## WHAT IS BEING ASKED
Please retype the data in full, exactly as given.

= = = = = = =

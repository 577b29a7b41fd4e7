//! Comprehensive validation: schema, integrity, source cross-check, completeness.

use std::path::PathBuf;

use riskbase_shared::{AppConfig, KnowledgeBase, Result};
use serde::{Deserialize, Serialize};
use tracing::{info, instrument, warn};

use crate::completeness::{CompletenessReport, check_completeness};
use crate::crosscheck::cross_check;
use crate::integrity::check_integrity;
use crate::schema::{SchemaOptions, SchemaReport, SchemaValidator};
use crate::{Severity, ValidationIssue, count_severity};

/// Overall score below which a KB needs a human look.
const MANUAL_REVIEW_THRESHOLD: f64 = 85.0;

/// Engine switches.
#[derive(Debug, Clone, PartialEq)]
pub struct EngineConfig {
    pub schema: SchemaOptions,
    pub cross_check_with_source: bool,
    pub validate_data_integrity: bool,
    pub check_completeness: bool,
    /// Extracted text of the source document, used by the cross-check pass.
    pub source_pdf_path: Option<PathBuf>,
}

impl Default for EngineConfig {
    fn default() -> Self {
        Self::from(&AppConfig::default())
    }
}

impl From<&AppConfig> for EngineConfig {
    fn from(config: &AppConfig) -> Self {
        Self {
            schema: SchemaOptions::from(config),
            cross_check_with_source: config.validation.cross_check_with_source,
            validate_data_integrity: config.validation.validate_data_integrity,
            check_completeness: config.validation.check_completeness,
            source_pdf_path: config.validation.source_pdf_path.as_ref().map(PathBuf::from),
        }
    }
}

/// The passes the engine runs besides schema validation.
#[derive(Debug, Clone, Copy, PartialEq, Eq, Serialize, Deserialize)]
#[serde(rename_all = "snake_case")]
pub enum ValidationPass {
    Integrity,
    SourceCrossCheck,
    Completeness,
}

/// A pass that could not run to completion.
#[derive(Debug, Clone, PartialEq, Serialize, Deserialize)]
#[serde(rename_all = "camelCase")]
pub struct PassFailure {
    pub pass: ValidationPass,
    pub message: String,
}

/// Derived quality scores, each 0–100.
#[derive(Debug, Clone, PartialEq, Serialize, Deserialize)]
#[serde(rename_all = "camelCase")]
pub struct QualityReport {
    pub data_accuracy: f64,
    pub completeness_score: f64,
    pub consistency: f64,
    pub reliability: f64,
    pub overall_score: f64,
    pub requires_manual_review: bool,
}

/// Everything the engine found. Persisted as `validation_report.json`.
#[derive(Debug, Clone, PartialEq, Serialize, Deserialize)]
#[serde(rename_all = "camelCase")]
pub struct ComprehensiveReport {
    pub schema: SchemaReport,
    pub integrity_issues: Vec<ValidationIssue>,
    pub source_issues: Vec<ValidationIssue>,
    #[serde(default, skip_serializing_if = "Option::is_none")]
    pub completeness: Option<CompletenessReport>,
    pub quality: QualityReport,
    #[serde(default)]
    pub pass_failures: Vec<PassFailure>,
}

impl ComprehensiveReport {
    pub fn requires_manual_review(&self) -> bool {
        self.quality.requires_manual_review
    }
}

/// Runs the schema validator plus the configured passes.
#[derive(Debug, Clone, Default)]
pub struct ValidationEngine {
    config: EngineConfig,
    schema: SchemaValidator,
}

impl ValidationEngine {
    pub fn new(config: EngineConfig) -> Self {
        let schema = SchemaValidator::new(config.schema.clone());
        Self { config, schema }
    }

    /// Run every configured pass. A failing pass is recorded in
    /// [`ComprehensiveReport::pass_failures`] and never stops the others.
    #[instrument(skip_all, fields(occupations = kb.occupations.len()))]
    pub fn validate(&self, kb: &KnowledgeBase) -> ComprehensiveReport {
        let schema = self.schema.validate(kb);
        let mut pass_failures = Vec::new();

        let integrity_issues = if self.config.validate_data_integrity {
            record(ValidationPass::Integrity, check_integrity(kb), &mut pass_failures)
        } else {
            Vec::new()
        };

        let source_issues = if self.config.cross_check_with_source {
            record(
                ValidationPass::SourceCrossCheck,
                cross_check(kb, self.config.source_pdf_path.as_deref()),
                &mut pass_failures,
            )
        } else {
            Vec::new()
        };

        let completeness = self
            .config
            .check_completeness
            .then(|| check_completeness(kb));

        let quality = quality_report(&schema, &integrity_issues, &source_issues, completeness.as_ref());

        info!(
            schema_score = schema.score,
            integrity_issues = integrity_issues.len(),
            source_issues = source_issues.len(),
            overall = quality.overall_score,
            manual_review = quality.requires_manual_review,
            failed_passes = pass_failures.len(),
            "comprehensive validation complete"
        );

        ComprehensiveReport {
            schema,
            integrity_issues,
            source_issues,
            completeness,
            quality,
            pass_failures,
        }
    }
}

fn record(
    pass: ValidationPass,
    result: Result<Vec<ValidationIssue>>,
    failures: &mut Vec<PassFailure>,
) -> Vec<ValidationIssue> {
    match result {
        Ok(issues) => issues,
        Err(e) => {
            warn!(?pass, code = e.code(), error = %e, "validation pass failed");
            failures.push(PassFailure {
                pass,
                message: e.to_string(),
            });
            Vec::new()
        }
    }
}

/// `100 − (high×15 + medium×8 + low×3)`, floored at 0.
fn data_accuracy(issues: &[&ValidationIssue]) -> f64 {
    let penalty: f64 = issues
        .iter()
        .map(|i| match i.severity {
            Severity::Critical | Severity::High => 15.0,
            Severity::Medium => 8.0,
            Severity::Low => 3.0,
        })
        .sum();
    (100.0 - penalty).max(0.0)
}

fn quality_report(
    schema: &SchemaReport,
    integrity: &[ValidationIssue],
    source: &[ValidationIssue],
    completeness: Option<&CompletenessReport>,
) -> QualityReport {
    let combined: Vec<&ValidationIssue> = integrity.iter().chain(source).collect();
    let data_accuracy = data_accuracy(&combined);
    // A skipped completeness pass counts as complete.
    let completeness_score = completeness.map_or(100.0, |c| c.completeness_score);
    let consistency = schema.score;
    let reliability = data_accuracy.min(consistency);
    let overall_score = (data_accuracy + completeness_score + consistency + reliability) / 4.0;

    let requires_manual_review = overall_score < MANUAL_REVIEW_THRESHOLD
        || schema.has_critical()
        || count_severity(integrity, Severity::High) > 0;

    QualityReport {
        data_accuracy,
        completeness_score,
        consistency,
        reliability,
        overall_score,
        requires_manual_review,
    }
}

= = = = = = =

## SOLUTION TO THIS TASK
repository 577b29a7b41fd4e7
//! Comprehensive validation: schema, integrity, source cross-check, completeness.

use std::path::PathBuf;

use riskbase_shared::{AppConfig, KnowledgeBase, Result};
use serde::{Deserialize, Serialize};
use tracing::{info, instrument, warn};

use crate::completeness::{CompletenessReport, check_completeness};
use crate::crosscheck::cross_check;
use crate::integrity::check_integrity;
use crate::schema::{SchemaOptions, SchemaReport, SchemaValidator};
use crate::{Severity, ValidationIssue, count_severity};

/// Overall score below which a KB needs a human look.
const MANUAL_REVIEW_THRESHOLD: f64 = 85.0;

/// Engine switches.
#[derive(Debug, Clone, PartialEq)]
pub struct EngineConfig {
    pub schema: SchemaOptions,
    pub cross_check_with_source: bool,
    pub validate_data_integrity: bool,
    pub check_completeness: bool,
    /// Extracted text of the source document, used by the cross-check pass.
    pub source_pdf_path: Option<PathBuf>,
}

impl Default for EngineConfig {
    fn default() -> Self {
        Self::from(&AppConfig::default())
    }
}

impl From<&AppConfig> for EngineConfig {
    fn from(config: &AppConfig) -> Self {
        Self {
            schema: SchemaOptions::from(config),
            cross_check_with_source: config.validation.cross_check_with_source,
            validate_data_integrity: config.validation.validate_data_integrity,
            check_completeness: config.validation.check_completeness,
            source_pdf_path: config.validation.source_pdf_path.as_ref().map(PathBuf::from),
        }
    }
}

/// The passes the engine runs besides schema validation.
#[derive(Debug, Clone, Copy, PartialEq, Eq, Serialize, Deserialize)]
#[serde(rename_all = "snake_case")]
pub enum ValidationPass {
    Integrity,
    SourceCrossCheck,
    Completeness,
}

/// A pass that could not run to completion.
#[derive(Debug, Clone, PartialEq, Serialize, Deserialize)]
#[serde(rename_all = "camelCase")]
pub struct PassFailure {
    pub pass: ValidationPass,
    pub message: String,
}

/// Derived quality scores, each 0–100.
#[derive(Debug, Clone, PartialEq, Serialize, Deserialize)]
#[serde(rename_all = "camelCase")]
pub struct QualityReport {
    pub data_accuracy: f64,
    pub completeness_score: f64,
    pub consistency: f64,
    pub reliability: f64,
    pub overall_score: f64,
    pub requires_manual_review: bool,
}

/// Everything the engine found. Persisted as `validation_report.json`.
#[derive(Debug, Clone, PartialEq, Serialize, Deserialize)]
#[serde(rename_all = "camelCase")]
pub struct ComprehensiveReport {
    pub schema: SchemaReport,
    pub integrity_issues: Vec<ValidationIssue>,
    pub source_issues: Vec<ValidationIssue>,
    #[serde(default, skip_serializing_if = "Option::is_none")]
    pub completeness: Option<CompletenessReport>,
    pub quality: QualityReport,
    #[serde(default)]
    pub pass_failures: Vec<PassFailure>,
}

impl ComprehensiveReport {
    pub fn requires_manual_review(&self) -> bool {
        self.quality.requires_manual_review
    }
}

/// Runs the schema validator plus the configured passes.
#[derive(Debug, Clone, Default)]
pub struct ValidationEngine {
    config: EngineConfig,
    schema: SchemaValidator,
}

impl ValidationEngine {
    pub fn new(config: EngineConfig) -> Self {
        let schema = SchemaValidator::new(config.schema.clone());
        Self { config, schema }
    }

    /// Run every configured pass. A failing pass is recorded in
    /// [`ComprehensiveReport::pass_failures`] and never stops the others.
    #[instrument(skip_all, fields(occupations = kb.occupations.len()))]
    pub fn validate(&self, kb: &KnowledgeBase) -> ComprehensiveReport {
        let schema = self.schema.validate(kb);
        let mut pass_failures = Vec::new();

        let integrity_issues = if self.config.validate_data_integrity {
            record(ValidationPass::Integrity, check_integrity(kb), &mut pass_failures)
        } else {
            Vec::new()
        };

        let source_issues = if self.config.cross_check_with_source {
            record(
                ValidationPass::SourceCrossCheck,
                cross_check(kb, self.config.source_pdf_path.as_deref()),
                &mut pass_failures,
            )
        } else {
            Vec::new()
        };

        let completeness = self
            .config
            .check_completeness
            .then(|| check_completeness(kb));

        let quality = quality_report(&schema, &integrity_issues, &source_issues, completeness.as_ref());

        info!(
            schema_score = schema.score,
            integrity_issues = integrity_issues.len(),
            source_issues = source_issues.len(),
            overall = quality.overall_score,
            manual_review = quality.requires_manual_review,
            failed_passes = pass_failures.len(),
            "comprehensive validation complete"
        );

        ComprehensiveReport {
            schema,
            integrity_issues,
            source_issues,
            completeness,
            quality,
            pass_failures,
        }
    }
}

fn record(
    pass: ValidationPass,
    result: Result<Vec<ValidationIssue>>,
    failures: &mut Vec<PassFailure>,
) -> Vec<ValidationIssue> {
    match result {
        Ok(issues) => issues,
        Err(e) => {
            warn!(?pass, code = e.code(), error = %e, "validation pass failed");
            failures.push(PassFailure {
                pass,
                message: e.to_string(),
            });
            Vec::new()
        }
    }
}

/// `100 − (high×15 + medium×8 + low×3)`, floored at 0.
fn data_accuracy(issues: &[&ValidationIssue]) -> f64 {
    let penalty: f64 = issues
        .iter()
        .map(|i| match i.severity {
            Severity::Critical | Severity::High => 15.0,
            Severity::Medium => 8.0,
            Severity::Low => 3.0,
        })
        .sum();
    (100.0 - penalty).max(0.0)
}

fn quality_report(
    schema: &SchemaReport,
    integrity: &[ValidationIssue],
    source: &[ValidationIssue],
    completeness: Option<&CompletenessReport>,
) -> QualityReport {
    let combined: Vec<&ValidationIssue> = integrity.iter().chain(source).collect();
    let data_accuracy = data_accuracy(&combined);
    // A skipped completeness pass counts as complete.
    let completeness_score = completeness.map_or(100.0, |c| c.completeness_score);
    let consistency = schema.score;
    let reliability = data_accuracy.min(consistency);
    let overall_score = (data_accuracy + completeness_score + consistency + reliability) / 4.0;

    let requires_manual_review = overall_score < MANUAL_REVIEW_THRESHOLD
        || schema.has_critical()
        || count_severity(integrity, Severity::High) > 0;

    QualityReport {
        data_accuracy,
        completeness_score,
        consistency,
        reliability,
        overall_score,
        requires_manual_review,
    }
}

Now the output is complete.